### [Exercise]
Return, from the data that follows, each line that holds the word "println".

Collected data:
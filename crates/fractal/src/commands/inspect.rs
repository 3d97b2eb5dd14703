//! Dump per-tier counters.

use serde_json::json;

use fractal_core::error::Result;
use fractal_core::MemoryOptions;
use fractal_memory::FractalMemory;

pub async fn run(options: &MemoryOptions, as_json: bool) -> Result<()> {
    let (volatile, graph) = super::open_stores(options)?;
    let dropped = volatile.l0_dropped_count(&options.user_id).await?;

    let memory = FractalMemory::new(options.clone(), volatile, graph, None, None);
    let stats = memory.get_stats().await?;

    if as_json {
        let body = json!({
            "user_id": options.user_id,
            "l0_size": stats.l0_size,
            "l1_size": stats.l1_size,
            "l2_size": stats.l2_size,
            "l3_size": stats.l3_size,
            "l0_avg_importance": stats.l0_avg_importance,
            "l1_avg_importance": stats.l1_avg_importance,
            "l0_dropped": dropped,
            "last_consolidation": stats.last_consolidation_at.map(|t| t.to_rfc3339()),
        });
        println!("{}", serde_json::to_string_pretty(&body)?);
    } else {
        println!("user:               {}", options.user_id);
        println!("L0 (working log):   {}", stats.l0_size);
        println!("L1 (sessions):      {}", stats.l1_size);
        println!("L2 (episodes):      {}", stats.l2_size);
        println!("L3 (abstractions):  {}", stats.l3_size);
        println!("L0 avg importance:  {:.3}", stats.l0_avg_importance);
        println!("L1 avg importance:  {:.3}", stats.l1_avg_importance);
        println!("L0 dropped by cap:  {dropped}");
    }
    Ok(())
}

### [Solution below]
        println!("{}", serde_json::to_string_pretty(&body)?);
        println!("user:               {}", options.user_id);
        println!("L0 (working log):   {}", stats.l0_size);
        println!("L1 (sessions):      {}", stats.l1_size);
        println!("L2 (episodes):      {}", stats.l2_size);
        println!("L3 (abstractions):  {}", stats.l3_size);
        println!("L0 avg importance:  {:.3}", stats.l0_avg_importance);
        println!("L1 avg importance:  {:.3}", stats.l1_avg_importance);
        println!("L0 dropped by cap:  {dropped}");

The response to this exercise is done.